Publications Repository - Helmholtz-Zentrum Dresden-Rossendorf

We recent simulations of laser wakefield acceleration on recent experiments performed at HZDR. We focus on how to best approximate the experimental setup using newly developed laser-models, as well as particle creation- and ionization-methods. Furthermore, we elaborate on predicting experimentally observable radiation signatures from the simulation.

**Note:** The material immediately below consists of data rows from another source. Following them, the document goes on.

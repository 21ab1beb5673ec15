//! Errors from the poll loop and the display command.

use std::io;
use thiserror::Error;

pub type ServerResult<T> = Result<T, ServerError>;

#[derive(Debug, Error)]
pub enum ServerError {
    /// The display program could not be started.
    #[error("failed to run display program {program}: {source}")]
    DisplaySpawn {
        program: String,
        #[source]
        source: io::Error,
    },

    /// The display program ran but reported failure.
    #[error("display program {program} failed ({status}): {stderr}")]
    Display {
        program: String,
        status: String,
        stderr: String,
    },

    /// The display program did not finish in time.
    #[error("display program {program} timed out")]
    DisplayTimeout { program: String },

    /// Signal handlers could not be installed.
    #[error("failed to install signal handler: {0}")]
    Signal(#[source] io::Error),
}

impl ServerError {
    /// Returns true for failures of the display device rather than of the
    /// calendar side.
    pub fn is_display(&self) -> bool {
        matches!(
            self,
            Self::DisplaySpawn { .. } | Self::Display { .. } | Self::DisplayTimeout { .. }
        )
    }
}

#[cfg(test)]
mod tests {
    use super::*;

    #[test]
    fn display_errors_are_classified() {
        let err = ServerError::Display {
            program: "led".into(),
            status: "exit status: 2".into(),
            stderr: "device not found".into(),
        };
        assert!(err.is_display());
        assert_eq!(
            err.to_string(),
            "display program led failed (exit status: 2): device not found"
        );
        let signal = ServerError::Signal(io::Error::other("denied"));
        assert!(!signal.is_display());
    }
}
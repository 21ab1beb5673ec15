//! Client error types.

use thiserror::Error;

use calstatus_server::ServerError;

use crate::secret::SecretError;

/// Result type for client operations.
pub type ClientResult<T> = Result<T, ClientError>;

/// Errors that can occur in the client.
#[derive(Debug, Error)]
pub enum ClientError {
    /// Configuration error.
    #[error("configuration error: {0}")]
    Config(String),

    /// A secret reference could not be resolved.
    #[error(transparent)]
    Secret(#[from] SecretError),

    /// Poll loop or display failure.
    #[error(transparent)]
    Server(#[from] ServerError),

    /// Output could not be rendered.
    #[error("output error: {0}")]
    Output(String),

    /// IO error.
    #[error("IO error: {0}")]
    Io(#[from] std::io::Error),
}

impl ClientError {
    pub fn config(message: impl Into<String>) -> Self {
        Self::Config(message.into())
    }
}

impl From<serde_json::Error> for ClientError {
    fn from(err: serde_json::Error) -> Self {
        Self::Output(err.to_string())
    }
}
use calstatus_core::Event;
use tracing::debug;

use crate::error::ProviderResult;
use crate::ics::{FeedFetcher, IcsParser};
use crate::source::{BoxFuture, CalendarSource, EventQuery};

/// A calendar backed by a single ICS URL.
#[derive(Debug, Clone)]
pub struct IcsSource {
    name: String,
    url: String,
    bearer_token: Option<String>,
    fetcher: FeedFetcher,
}

impl IcsSource {
    pub fn new(url: impl Into<String>, fetcher: FeedFetcher) -> Self {
        Self {
            name: "ICS".to_string(),
            url: url.into(),
            bearer_token: None,
            fetcher,
        }
    }

    #[must_use]
    pub fn with_name(mut self, name: impl Into<String>) -> Self {
        self.name = name.into();
        self
    }

    #[must_use]
    pub fn with_bearer_token(mut self, token: impl Into<String>) -> Self {
        self.bearer_token = Some(token.into());
        self
    }
}

impl CalendarSource for IcsSource {
    fn name(&self) -> &str {
        &self.name
    }

    fn fetch_events(&self, query: EventQuery) -> BoxFuture<'_, ProviderResult<Vec<Event>>> {
        Box::pin(async move {
            let body = self
                .fetcher
                .fetch(&self.url, self.bearer_token.as_deref())
                .await
                .map_err(|e| e.with_provider(&self.name))?;
            let events = IcsParser::new(query.zone).parse(&body);
            debug!(source = %self.name, count = events.len(), "ICS events");
            Ok(events)
        })
    }
}
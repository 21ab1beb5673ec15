//! Stopping the poll loop on SIGINT/SIGTERM.

use std::sync::Arc;

use tokio::sync::watch;
use tracing::info;

use crate::error::{ServerError, ServerResult};

/// Turns process signals into a shutdown flag.
#[derive(Debug, Clone)]
pub struct SignalHandler {
    tx: Arc<watch::Sender<bool>>,
    rx: watch::Receiver<bool>,
}

impl Default for SignalHandler {
    fn default() -> Self {
        Self::new()
    }
}

impl SignalHandler {
    pub fn new() -> Self {
        let (tx, rx) = watch::channel(false);
        Self {
            tx: Arc::new(tx),
            rx,
        }
    }

    /// Starts listening for SIGTERM and SIGINT in a background task.
    ///
    /// # Errors
    ///
    /// Fails if the signal handlers cannot be registered.
    #[cfg(unix)]
    pub fn spawn_listener(&self) -> ServerResult<()> {
        use tokio::signal::unix::{SignalKind, signal};

        let mut sigterm = signal(SignalKind::terminate()).map_err(ServerError::Signal)?;
        let mut sigint = signal(SignalKind::interrupt()).map_err(ServerError::Signal)?;
        let tx = self.tx.clone();

        tokio::spawn(async move {
            tokio::select! {
                _ = sigterm.recv() => info!("received SIGTERM, stopping"),
                _ = sigint.recv() => info!("received SIGINT, stopping"),
            }
            let _ = tx.send(true);
        });
        Ok(())
    }

    /// Starts listening for Ctrl+C in a background task.
    #[cfg(not(unix))]
    pub fn spawn_listener(&self) -> ServerResult<()> {
        let tx = self.tx.clone();
        tokio::spawn(async move {
            if tokio::signal::ctrl_c().await.is_ok() {
                info!("received Ctrl+C, stopping");
                let _ = tx.send(true);
            }
        });
        Ok(())
    }

    pub fn trigger_shutdown(&self) {
        let _ = self.tx.send(true);
    }

    /// A future-like handle that resolves once shutdown is requested.
    pub fn shutdown(&self) -> ShutdownSignal {
        ShutdownSignal {
            rx: self.rx.clone(),
            _keepalive: None,
        }
    }
}

/// Resolves when shutdown is requested (or the handler is dropped).
#[derive(Debug, Clone)]
pub struct ShutdownSignal {
    rx: watch::Receiver<bool>,
    _keepalive: Option<Arc<watch::Sender<bool>>>,
}

impl ShutdownSignal {
    /// A signal that never fires, for callers without signal handling.
    pub fn never() -> Self {
        let (tx, rx) = watch::channel(false);
        Self {
            rx,
            _keepalive: Some(Arc::new(tx)),
        }
    }

    pub async fn wait(&mut self) {
        // wait_for returns immediately when the flag is already set
        let _ = self.rx.wait_for(|stop| *stop).await;
    }
}
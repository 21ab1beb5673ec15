//! Downloading ICS feeds over HTTP.

use std::time::Duration;

use tracing::debug;

use crate::error::{ProviderError, ProviderResult};

pub const DEFAULT_TIMEOUT: Duration = Duration::from_secs(30);

/// HTTP client for ICS feeds. One attempt per call, no retries.
#[derive(Debug, Clone)]
pub struct FeedFetcher {
    http_client: reqwest::Client,
}

impl FeedFetcher {
    /// # Errors
    ///
    /// Fails if the TLS backend cannot be initialised.
    pub fn new(timeout: Duration) -> ProviderResult<Self> {
        let http_client = reqwest::Client::builder()
            .timeout(timeout)
            .build()
            .map_err(|e| ProviderError::configuration("failed to create HTTP client").with_source(e))?;
        Ok(Self { http_client })
    }

    /// GETs `url` and returns the body as text.
    ///
    /// # Errors
    ///
    /// Transport failures and non-2xx statuses are `fetch_failed`.
    pub async fn fetch(&self, url: &str, bearer_token: Option<&str>) -> ProviderResult<String> {
        let mut request = self.http_client.get(url);
        if let Some(token) = bearer_token {
            request = request.bearer_auth(token);
        }

        let response = request.send().await.map_err(|e| {
            let message = if e.is_timeout() {
                "request timeout".to_string()
            } else if e.is_connect() {
                format!("connection failed: {e}")
            } else {
                format!("request failed: {e}")
            };
            ProviderError::fetch(message).with_source(e)
        })?;

        let status = response.status();
        if !status.is_success() {
            return Err(ProviderError::fetch(format!("feed returned HTTP {status}")));
        }

        let body = response
            .text()
            .await
            .map_err(|e| ProviderError::fetch("failed to read feed body").with_source(e))?;
        debug!(bytes = body.len(), "downloaded ICS feed");
        Ok(body)
    }
}

/// Fetches a feed with the default timeout.
///
/// # Errors
///
/// See [`FeedFetcher::fetch`].
pub async fn fetch_feed(url: &str, bearer_token: Option<&str>) -> ProviderResult<String> {
    FeedFetcher::new(DEFAULT_TIMEOUT)?
        .fetch(url, bearer_token)
        .await
}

We discuss in detail the influence of various ionization mechanisms, including BSI, ADK and Keldysh, and how to model the initial gas or plasma distribution. Furthermore, we present recent improvements in the laser implementation, that added Laguerre-Gauss modes, which drastically reduces discrepancies between previous simulations and experiments. On top of simulating plasma dynamics, we present how to predict experimental observables using PIConGPU’s in-situ synthetic diagnostics, especially the classical Liénard-Wiechert potential- and QED-based radiation. It allows predicting both coherent and incoherent radiation spectrally from infrared to x-rays and provides the capability to resolve the radiation polarization as well as determine its temporal and spatial origin.

On the examples of a large-scale LWFA simulation, we illustrate how we reduce the gap between simulated plasma dynamics and radiation observed in experiments and discuss valuable spectral signatures which allow conclusions on the micrometer femtosecond electron dynamics occurring during acceleration.